> **EXERCISE**:
Of all the lines in the entries below, give again exactly those starting at the line containing "use serde::Serialize;" and ending at the line containing "pub const MODEL_PLACEHOLDER: &str", both ends included, and no others.

Dataset entries:
☆ ☆ ☆ ☆ ☆ ☆ ☆
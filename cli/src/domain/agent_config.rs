//! Structured agent configuration built from independent optional fragments.
//!
//! Each fragment is a typed sub-object gated on one profile field; the
//! serializer guarantees well-formed JSON for every combination of present
//! and absent fields.

use std::collections::BTreeMap;

use anyhow::{Context, Result};
use serde::Serialize;

use crate::domain::env_file::{DISCORD_TOKEN_KEY, SEARCH_KEY};
use crate::domain::layout::InstallLayout;
use crate::domain::profile::{CloudProvider, ConfigurationProfile, DiscordProfile, NonEmptyString};
use crate::domain::settings::Settings;

/// Model identifier written when no LLM source is configured yet.
pub const MODEL_PLACEHOLDER: &str = "skip-for-now";

// ── Schema ───────────────────────────────────────────────────────────────────

#[derive(Debug, Clone, PartialEq, Serialize)]
pub struct AgentConfig {
    pub gateway: GatewayConfig,
    #[serde(skip_serializing_if = "Option::is_none")]
    pub channels: Option<ChannelsConfig>,
    #[serde(skip_serializing_if = "Option::is_none")]
    pub search: Option<SearchConfig>,
    pub browser: BrowserConfig,
    pub agents: AgentsConfig,
}

#[derive(Debug, Clone, PartialEq, Serialize)]
pub struct GatewayConfig {
    pub mode: String,
    pub bind: String,
    pub port: u16,
}

#[derive(Debug, Clone, PartialEq, Serialize)]
pub struct ChannelsConfig {
    pub discord: DiscordConfig,
}

#[derive(Debug, Clone, PartialEq, Serialize)]
#[serde(rename_all = "camelCase")]
pub struct DiscordConfig {
    pub enabled: bool,
    /// Environment reference, resolved by the agent at startup.
    pub token: String,
    pub allow_from: Vec<String>,
    pub guilds: BTreeMap<String, GuildConfig>,
}

#[derive(Debug, Clone, PartialEq, Serialize)]
#[serde(rename_all = "camelCase")]
pub struct GuildConfig {
    pub require_mention: bool,
    pub users: Vec<String>,
}

#[derive(Debug, Clone, PartialEq, Serialize)]
#[serde(rename_all = "camelCase")]
pub struct SearchConfig {
    pub enabled: bool,
    pub provider: String,
    pub api_key: String,
}

#[derive(Debug, Clone, PartialEq, Serialize)]
#[serde(rename_all = "camelCase")]
pub struct BrowserConfig {
    pub enabled: bool,
    pub headless: bool,
    pub executable_path: String,
}

#[derive(Debug, Clone, PartialEq, Serialize)]
pub struct AgentsConfig {
    pub defaults: AgentDefaults,
}

#[derive(Debug, Clone, PartialEq, Serialize)]
pub struct AgentDefaults {
    pub model: ModelConfig,
    pub workspace: String,
    pub sandbox: SandboxConfig,
}

#[derive(Debug, Clone, PartialEq, Serialize)]
pub struct ModelConfig {
    pub primary: String,
}

#[derive(Debug, Clone, PartialEq, Serialize)]
pub struct SandboxConfig {
    pub mode: String,
}

// ── Model selection ──────────────────────────────────────────────────────────

/// Result of the default-model precedence table.
#[derive(Debug, Clone, PartialEq, Eq)]
pub enum DefaultModel {
    Local(String),
    Cloud(CloudProvider),
    Unconfigured,
}

impl DefaultModel {
    #[must_use]
    pub fn identifier(&self) -> String {
        match self {
            Self::Local(model) => format!("ollama/{model}"),
            Self::Cloud(provider) => provider.default_model().to_string(),
            Self::Unconfigured => MODEL_PLACEHOLDER.to_string(),
        }
    }
}

/// Explicit local model beats any cloud credential; among cloud credentials
/// the first in [`CloudProvider::PRECEDENCE`] wins.
#[must_use]
pub fn select_default_model(
    local_model: Option<&NonEmptyString>,
    configured: &[CloudProvider],
) -> DefaultModel {
    if let Some(model) = local_model {
        return DefaultModel::Local(model.as_str().to_string());
    }
    CloudProvider::PRECEDENCE
        .into_iter()
        .find(|p| configured.contains(p))
        .map_or(DefaultModel::Unconfigured, DefaultModel::Cloud)
}

// ── Fragments ────────────────────────────────────────────────────────────────

/// Messaging fragment. Guild block and owner allow-list are independent.
#[must_use]
pub fn discord_fragment(discord: &DiscordProfile) -> DiscordConfig {
    let owner: Vec<String> = discord
        .owner_id
        .iter()
        .map(|id| id.as_str().to_string())
        .collect();

    let guilds = discord
        .guild_id
        .iter()
        .map(|guild| {
            (
                guild.as_str().to_string(),
                GuildConfig {
                    require_mention: owner.is_empty(),
                    users: owner.clone(),
                },
            )
        })
        .collect();

    DiscordConfig {
        enabled: true,
        token: env_ref(DISCORD_TOKEN_KEY),
        allow_from: owner,
        guilds,
    }
}

/// Search fragment.
#[must_use]
pub fn search_fragment() -> SearchConfig {
    SearchConfig {
        enabled: true,
        provider: "brave".to_string(),
        api_key: env_ref(SEARCH_KEY),
    }
}

/// Compose the full configuration.
///
/// `configured` lists every cloud provider with a key available to the
/// service, including keys captured by earlier runs.
#[must_use]
pub fn build(
    profile: &ConfigurationProfile,
    configured: &[CloudProvider],
    settings: &Settings,
    layout: &InstallLayout,
) -> AgentConfig {
    let model = select_default_model(profile.local_model.as_ref(), configured);
    AgentConfig {
        gateway: GatewayConfig {
            mode: "local".to_string(),
            bind: "loopback".to_string(),
            port: settings.agent.gateway_port,
        },
        channels: profile.discord.as_ref().map(|d| ChannelsConfig {
            discord: discord_fragment(d),
        }),
        search: profile.search_api_key.as_ref().map(|_| search_fragment()),
        browser: BrowserConfig {
            enabled: settings.browser.enabled,
            headless: true,
            executable_path: settings.browser.executable.clone(),
        },
        agents: AgentsConfig {
            defaults: AgentDefaults {
                model: ModelConfig {
                    primary: model.identifier(),
                },
                workspace: layout.workspace_dir.display().to_string(),
                sandbox: SandboxConfig {
                    mode: settings.agent.sandbox_mode.clone(),
                },
            },
        },
    }
}

/// Pretty JSON with a trailing newline.
///
/// # Errors
///
/// Returns an error if serialization fails.
pub fn render(config: &AgentConfig) -> Result<String> {
    let mut out = serde_json::to_string_pretty(config).context("serializing agent config")?;
    out.push('\n');
    Ok(out)
}

// ── Configs on disk ──────────────────────────────────────────────────────────

/// Dotted path of the default model.
pub const MODEL_FRAGMENT: &str = "agents.defaults.model.primary";
/// Dotted path of the messaging fragment.
pub const DISCORD_FRAGMENT: &str = "channels.discord";
/// Dotted path of the search fragment.
pub const SEARCH_FRAGMENT: &str = "search";

/// Optional capabilities a structured config actually carries.
#[derive(Debug, Clone, Copy, Default, PartialEq, Eq)]
pub struct ConfiguredFeatures {
    /// A default model other than [`MODEL_PLACEHOLDER`].
    pub model: bool,
    pub discord: bool,
    pub search: bool,
}

/// Inspect a config file's content. `None` when it is not valid JSON.
#[must_use]
pub fn configured_features(existing: &str) -> Option<ConfiguredFeatures> {
    let value = serde_json::from_str::<serde_json::Value>(existing).ok()?;
    let primary = value
        .pointer("/agents/defaults/model/primary")
        .and_then(serde_json::Value::as_str);
    Some(ConfiguredFeatures {
        model: primary.is_some_and(|p| !p.is_empty() && p != MODEL_PLACEHOLDER),
        discord: value.pointer("/channels/discord").is_some(),
        search: value.pointer("/search").is_some(),
    })
}

/// Fragments the profile asks for that a preserved config does not contain.
///
/// Returns dotted key paths. An unparseable file yields `["(unparseable)"]`.
#[must_use]
pub fn missing_fragments(existing: &str, profile: &ConfigurationProfile) -> Vec<String> {
    let Some(features) = configured_features(existing) else {
        return vec!["(unparseable)".to_string()];
    };
    [
        (profile.discord.is_some() && !features.discord, DISCORD_FRAGMENT),
        (profile.search_api_key.is_some() && !features.search, SEARCH_FRAGMENT),
        (profile.has_model_source() && !features.model, MODEL_FRAGMENT),
    ]
    .into_iter()
    .filter(|(missing, _)| *missing)
    .map(|(_, fragment)| fragment.to_string())
    .collect()
}

fn env_ref(key: &str) -> String {
    format!("${{{key}}}")
}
☆ ☆ ☆ ☆ ☆ ☆ ☆
> **TASK RESPONSE**:
use serde::Serialize;

use crate::domain::env_file::{DISCORD_TOKEN_KEY, SEARCH_KEY};
use crate::domain::layout::InstallLayout;
use crate::domain::profile::{CloudProvider, ConfigurationProfile, DiscordProfile, NonEmptyString};
use crate::domain::settings::Settings;

/// Model identifier written when no LLM source is configured yet.
pub const MODEL_PLACEHOLDER: &str = "skip-for-now";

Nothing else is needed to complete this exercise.